CTS: Computer Related Repetitive Strain Injuries

Are Computers Responsible for CTS?

Computers have long got the rap as one of the leading causes of Carpal Tunnel Syndrome. There are always studies that both support and negate this statement, but it has become one of the leading reasons for missing work.

Carpal Tunnel Syndrome is caused by the compression of the median nerve in the carpal tunnel, which is in your wrist, due to various reasons.

Common sense tells you that people who use their wrists and hands the most are at more risk for CTS and other Repetitive Strain Injuries. While the first thing that pops into your mind might be people who sit at a computer all day or use a typewriter, people who are more at risk are ones who do heavy lifting and other such heavy labour.

Musicians are others who are at risk – playing percussion instruments, string instruments or the piano puts a lot of strain on the wrist.

Statistics among Computer Users

Those who work on computers come next. Among this group, people who type over sixty words per minute and exert more pressure while typing are at more risk than others. Projections show that among people who work on computers, the percentage of people who suffer symptoms of CTS could go up from 10% before the turn of the century to 50% by 2010. Even now, in studies, an average of 30% of people complained of suffering from symptoms that indicate Carpal Tunnel Syndrome and other related Repetitive Strain Injuries, or RTIs.

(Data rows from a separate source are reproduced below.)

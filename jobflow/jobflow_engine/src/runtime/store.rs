use async_trait::async_trait;
use jobflow_model::{Job, State};
use std::collections::HashMap;
use thiserror::Error;
use tokio::sync::RwLock;

/// Error type for job persistence
#[derive(Error, Debug)]
pub enum StoreError {
    #[error("Job not found: {0}")]
    NotFound(String),

    #[error("Serialization error: {0}")]
    Serialization(String),

    #[error("Other store error: {0}")]
    Other(String),
}

/// Selection criteria for loading jobs
#[derive(Debug, Clone)]
pub enum JobFilter {
    /// Every stored job
    All,
    /// Jobs currently in the given state
    ByState(State),
    /// Jobs contending over the given resource key, optionally narrowed
    /// by state
    ByResourceKey { key: String, state: Option<State> },
}

/// Persistence collaborator for jobs. The store is the single source of
/// truth; the executor loads, mutates, and stores whole jobs.
#[async_trait]
pub trait JobStore: Send + Sync + 'static {
    /// Store a job, overwriting any previous version
    async fn store_job(&self, job: &Job) -> Result<(), StoreError>;

    /// Load a job by id
    async fn load_job(&self, job_id: &str) -> Result<Job, StoreError>;

    /// Delete a job by id
    async fn delete_job(&self, job_id: &str) -> Result<(), StoreError>;

    /// Load all jobs matching the filter
    async fn load_jobs(&self, filter: JobFilter) -> Result<Vec<Job>, StoreError>;
}

/// In-memory job store
#[derive(Default)]
pub struct MemoryJobStore {
    jobs: RwLock<HashMap<String, Job>>,
}

impl MemoryJobStore {
    pub fn new() -> Self {
        MemoryJobStore::default()
    }
}

#[async_trait]
impl JobStore for MemoryJobStore {
    async fn store_job(&self, job: &Job) -> Result<(), StoreError> {
        let mut jobs = self.jobs.write().await;
        jobs.insert(job.id.clone(), job.clone());
        Ok(())
    }

    async fn load_job(&self, job_id: &str) -> Result<Job, StoreError> {
        let jobs = self.jobs.read().await;
        jobs.get(job_id)
            .cloned()
            .ok_or_else(|| StoreError::NotFound(job_id.to_string()))
    }

    async fn delete_job(&self, job_id: &str) -> Result<(), StoreError> {
        let mut jobs = self.jobs.write().await;
        jobs.remove(job_id);
        Ok(())
    }

    async fn load_jobs(&self, filter: JobFilter) -> Result<Vec<Job>, StoreError> {
        let jobs = self.jobs.read().await;
        let mut matching: Vec<Job> = jobs
            .values()
            .filter(|job| match &filter {
                JobFilter::All => true,
                JobFilter::ByState(state) => job.status.state() == *state,
                JobFilter::ByResourceKey { key, state } => {
                    job.resource_key() == Some(key.as_str())
                        && state.map(|s| job.status.state() == s).unwrap_or(true)
                }
            })
            .cloned()
            .collect();
        // Deterministic ordering, oldest first
        matching.sort_by_key(|job| job.created_at);
        Ok(matching)
    }
}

Avoiding RTI While Working on Computers

There are ways to avoid such Repetitive Strain Injuries while working at the computer, though. Proper posture is the first step. When you sit in front of the computer, pay attention to how you sit and see if there are things you must change. First of all, when you type for prolonged periods of time, you have to see if your wrist is bent most of the time. If it is, you are putting yourself more at risk for Carpal Tunnel Syndrome. Making sure that the keyboard is at the same level as your elbow makes a lot of distance. This way, your forearm will be parallel to the floor, and your wrist will not be bent.

Ensure that you are sitting straight. This might sound a bit like a Finishing School for Young Ladies, but especially when you are sitting in front of a computer, making sure that your hip is bent at 90 degrees – that is, making sure that your back is straight – and keeping your feet flat on the ground is very important. This means that your chair should be at the right height and the computer’s keyboard and monitor should also be at the right height for you.

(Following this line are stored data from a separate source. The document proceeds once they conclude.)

use crate::load::Load;
use crate::status::{RuntimeInfo, State};
use serde::{Deserialize, Serialize};
use serde_json::Value;
use std::collections::BTreeSet;
use uuid::Uuid;

/// Prefix of an embedded input-set reference inside step parameters
pub const INPUT_SET_REF_PREFIX: &str = "${inputSet:";

/// Whether a parameter value is an unresolved input-set reference token
/// of the form `${inputSet:<producer>.<name>}`
pub fn is_input_set_ref(value: &str) -> bool {
    value.starts_with(INPUT_SET_REF_PREFIX) && value.ends_with('}')
}

/// Split an input-set reference token into its producer id and set name.
/// The producer may itself contain dots (a global step id), so the name is
/// everything after the last dot.
pub fn parse_input_set_ref(value: &str) -> Option<(&str, &str)> {
    if !is_input_set_ref(value) {
        return None;
    }
    let inner = &value[INPUT_SET_REF_PREFIX.len()..value.len() - 1];
    let dot = inner.rfind('.')?;
    Some((&inner[..dot], &inner[dot + 1..]))
}

/// Render an input-set reference token
pub fn format_input_set_ref(producer: &str, name: &str) -> String {
    format!("{INPUT_SET_REF_PREFIX}{producer}.{name}}}")
}

/// The step that produced a data set
#[derive(Debug, Clone, PartialEq, Eq, Serialize, Deserialize)]
pub struct Provider {
    /// Job the producing step belongs to
    pub job_id: String,

    /// Id of the producing step within that job
    pub step_id: String,
}

impl Provider {
    pub fn new(job_id: impl Into<String>, step_id: impl Into<String>) -> Self {
        Provider {
            job_id: job_id.into(),
            step_id: step_id.into(),
        }
    }

    /// Composite `<jobId>.<stepId>` identity
    pub fn global_id(&self) -> String {
        format!("{}.{}", self.job_id, self.step_id)
    }
}

/// A named reference to upstream data a step consumes
#[derive(Debug, Clone, PartialEq, Eq, Serialize, Deserialize)]
pub struct InputSet {
    /// The producing step, or None for user-supplied input
    pub provider: Option<Provider>,

    /// Name of the data set
    pub name: String,

    /// Whether the content follows the shared data model
    pub model_based: bool,
}

impl InputSet {
    pub fn user_provided(name: impl Into<String>) -> Self {
        InputSet {
            provider: None,
            name: name.into(),
            model_based: false,
        }
    }

    pub fn from_step(provider: Provider, name: impl Into<String>) -> Self {
        InputSet {
            provider: Some(provider),
            name: name.into(),
            model_based: false,
        }
    }
}

/// A named data set a step produces
#[derive(Debug, Clone, PartialEq, Eq, Serialize, Deserialize)]
pub struct OutputSet {
    /// Name of the data set
    pub name: String,

    /// Whether the content follows the shared data model
    pub model_based: bool,
}

impl OutputSet {
    pub fn new(name: impl Into<String>) -> Self {
        OutputSet {
            name: name.into(),
            model_based: false,
        }
    }
}

/// How a function step's invocation completes
#[derive(Debug, Clone, Copy, PartialEq, Eq, Serialize, Deserialize, Default)]
#[serde(rename_all = "SCREAMING_SNAKE_CASE")]
pub enum ExecutionMode {
    /// The invocation returns only when the work is done
    #[default]
    Sync,
    /// The invocation only starts a remote process; completion is
    /// reported later through state checks and callbacks
    Async,
}

/// A serverless-compute step
#[derive(Debug, Clone, PartialEq, Serialize, Deserialize)]
pub struct FunctionStep {
    /// Name of the registered handler implementing the business logic
    pub handler: String,

    /// Invocation completion mode
    pub mode: ExecutionMode,

    /// Handler-specific parameters, embedded into the invocation payload
    pub parameters: Value,
}

/// A big-data cluster job step
#[derive(Debug, Clone, PartialEq, Serialize, Deserialize)]
pub struct ClusterJob {
    /// Target cluster application
    pub application_id: String,

    /// Execution role the cluster assumes
    pub execution_role: String,

    /// Location of the job artifact
    pub jar_url: String,

    /// Positional script parameters, may contain input-set references
    pub script_params: Vec<String>,

    /// Runtime tuning parameters passed through verbatim
    pub runtime_params: String,
}

/// Reference to an already-succeeded step of an older job whose outputs
/// this step stands in for
#[derive(Debug, Clone, PartialEq, Serialize, Deserialize)]
pub struct DelegateRef {
    /// Job owning the delegate step
    pub delegate_job_id: String,

    /// Id of the delegate step within its job
    pub delegate_step_id: String,

    /// The delegate's produced output sets
    pub output_sets: Vec<OutputSet>,
}

impl DelegateRef {
    /// Composite identity of the delegate
    pub fn global_id(&self) -> String {
        format!("{}.{}", self.delegate_job_id, self.delegate_step_id)
    }
}

/// The closed set of step implementations. New kinds are added here and
/// registered in the engine's dispatch table.
#[derive(Debug, Clone, PartialEq, Serialize, Deserialize)]
#[serde(tag = "type", rename_all = "camelCase")]
pub enum StepKind {
    Function(FunctionStep),
    ClusterJob(ClusterJob),
    Delegate(DelegateRef),
}

impl StepKind {
    /// Stable kind name used for dispatch and state naming
    pub fn name(&self) -> &'static str {
        match self {
            StepKind::Function(_) => "Function",
            StepKind::ClusterJob(_) => "ClusterJob",
            StepKind::Delegate(_) => "Delegate",
        }
    }
}

/// A single unit of work inside a job's step graph
#[derive(Debug, Clone, PartialEq, Serialize, Deserialize)]
pub struct Step {
    /// Job this step belongs to
    pub job_id: String,

    /// Identifier unique within the job
    pub id: String,

    /// Runtime status
    pub status: RuntimeInfo,

    /// The concrete implementation of this step
    pub kind: StepKind,

    /// Upstream data this step consumes
    pub input_sets: Vec<InputSet>,

    /// Data this step produces
    pub output_sets: Vec<OutputSet>,

    /// Load this step puts on execution resources while running
    pub needed_resources: Vec<Load>,

    /// Ids of steps that must complete before this one
    pub previous_step_ids: BTreeSet<String>,

    /// Execution timeout in seconds
    pub timeout_seconds: u64,

    /// Expected execution duration, used for progress weighting
    pub estimated_execution_seconds: u64,

    /// Steps flagged not reusable never take part in fusion
    pub not_reusable: bool,

    /// Whether this step belongs to a pipeline-mode job; such steps do not
    /// synchronize their status mid-flight
    pub pipeline: bool,
}

impl Step {
    /// Create a step with a generated id
    pub fn new(job_id: impl Into<String>, kind: StepKind) -> Self {
        let id = format!("s-{}", &Uuid::new_v4().simple().to_string()[..6]);
        Step {
            job_id: job_id.into(),
            id,
            status: RuntimeInfo::default(),
            kind,
            input_sets: Vec::new(),
            output_sets: Vec::new(),
            needed_resources: Vec::new(),
            previous_step_ids: BTreeSet::new(),
            timeout_seconds: 3600,
            estimated_execution_seconds: 60,
            not_reusable: false,
            pipeline: false,
        }
    }

    pub fn with_id(mut self, id: impl Into<String>) -> Self {
        self.id = id.into();
        self
    }

    pub fn with_input_sets(mut self, input_sets: Vec<InputSet>) -> Self {
        self.input_sets = input_sets;
        self
    }

    pub fn with_output_sets(mut self, output_sets: Vec<OutputSet>) -> Self {
        self.output_sets = output_sets;
        self
    }

    pub fn with_resources(mut self, needed_resources: Vec<Load>) -> Self {
        self.needed_resources = needed_resources;
        self
    }

    pub fn with_timeout(mut self, timeout_seconds: u64) -> Self {
        self.timeout_seconds = timeout_seconds;
        self
    }

    pub fn with_estimated_execution_seconds(mut self, seconds: u64) -> Self {
        self.estimated_execution_seconds = seconds;
        self
    }

    pub fn not_reusable(mut self) -> Self {
        self.not_reusable = true;
        self
    }

    /// Composite `<jobId>.<stepId>` identity
    pub fn global_id(&self) -> String {
        format!("{}.{}", self.job_id, self.id)
    }

    pub fn is_delegate(&self) -> bool {
        matches!(self.kind, StepKind::Delegate(_))
    }

    /// Build the delegation pseudo-step that stands in for this step by
    /// pointing at `delegate`'s outputs. The result keeps this step's
    /// identity so it slots transparently into the new graph, always
    /// reports SUCCEEDED, and carries no resource load. Delegating to a
    /// step that is itself a delegation is unwrapped to the ultimate
    /// non-delegate ancestor.
    pub fn delegate_to(&self, delegate: &Step) -> Step {
        let reference = match &delegate.kind {
            StepKind::Delegate(inner) => inner.clone(),
            _ => DelegateRef {
                delegate_job_id: delegate.job_id.clone(),
                delegate_step_id: delegate.id.clone(),
                output_sets: delegate.output_sets.clone(),
            },
        };
        let mut status = RuntimeInfo::default();
        status.force_state(State::Succeeded);
        Step {
            job_id: self.job_id.clone(),
            id: self.id.clone(),
            status,
            output_sets: reference.output_sets.clone(),
            kind: StepKind::Delegate(reference),
            input_sets: self.input_sets.clone(),
            needed_resources: Vec::new(),
            previous_step_ids: self.previous_step_ids.clone(),
            timeout_seconds: self.timeout_seconds,
            estimated_execution_seconds: 0,
            not_reusable: false,
            pipeline: self.pipeline,
        }
    }

    /// Static equivalence check used by graph fusion. Decidable without
    /// executing anything: a type-and-parameter compare per kind, where
    /// two unresolved input-set reference tokens in the same position
    /// compare as equal regardless of their exact producer.
    pub fn is_equivalent_to(&self, other: &Step) -> bool {
        if self.not_reusable || other.not_reusable {
            return false;
        }
        match (&self.kind, &other.kind) {
            (StepKind::Function(a), StepKind::Function(b)) => {
                a.handler == b.handler
                    && a.mode == b.mode
                    && json_equivalent(&a.parameters, &b.parameters)
            }
            (StepKind::ClusterJob(a), StepKind::ClusterJob(b)) => {
                a.application_id == b.application_id
                    && a.execution_role == b.execution_role
                    && a.jar_url == b.jar_url
                    && a.script_params.len() == b.script_params.len()
                    && a
                        .script_params
                        .iter()
                        .zip(&b.script_params)
                        .all(|(x, y)| string_equivalent(x, y))
            }
            _ => false,
        }
    }
}

fn string_equivalent(a: &str, b: &str) -> bool {
    a == b || (is_input_set_ref(a) && is_input_set_ref(b))
}

fn json_equivalent(a: &Value, b: &Value) -> bool {
    match (a, b) {
        (Value::String(x), Value::String(y)) => string_equivalent(x, y),
        (Value::Array(x), Value::Array(y)) => {
            x.len() == y.len() && x.iter().zip(y).all(|(v, w)| json_equivalent(v, w))
        }
        (Value::Object(x), Value::Object(y)) => {
            x.len() == y.len()
                && x.iter()
                    .all(|(k, v)| y.get(k).is_some_and(|w| json_equivalent(v, w)))
        }
        _ => a == b,
    }
}
//! Collaborator interfaces the engine consumes: job persistence, the
//! external execution engine, free-capacity lookup, and trigger
//! registration, together with their in-memory implementations.

pub mod engine;
pub mod resources;
pub mod store;
pub mod triggers;

pub use engine::{EngineError, ExecutionEngine};
pub use resources::{FixedCapacityRegistry, ResourceError, ResourceRegistry};
pub use store::{JobFilter, JobStore, MemoryJobStore, StoreError};
pub use triggers::{MemoryTriggerRegistrar, TriggerError, TriggerRegistrar};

Even if you have no tingling, numbness or pain, the best way to prevent CTS is to take short breaks, at least once every twenty minutes. Do gentle wrist exercises at this time. CTS is easiest to cure, with less chance of recurrence, in its early stages. If you begin to exhibit the symptoms, wear either a splint or a fingerless glove, if you cannot type with a splint. Take frequent breaks, correct your posture and use an ice pack and anti-inflammatory medicine if it hurts, but see your doctor as soon as you can.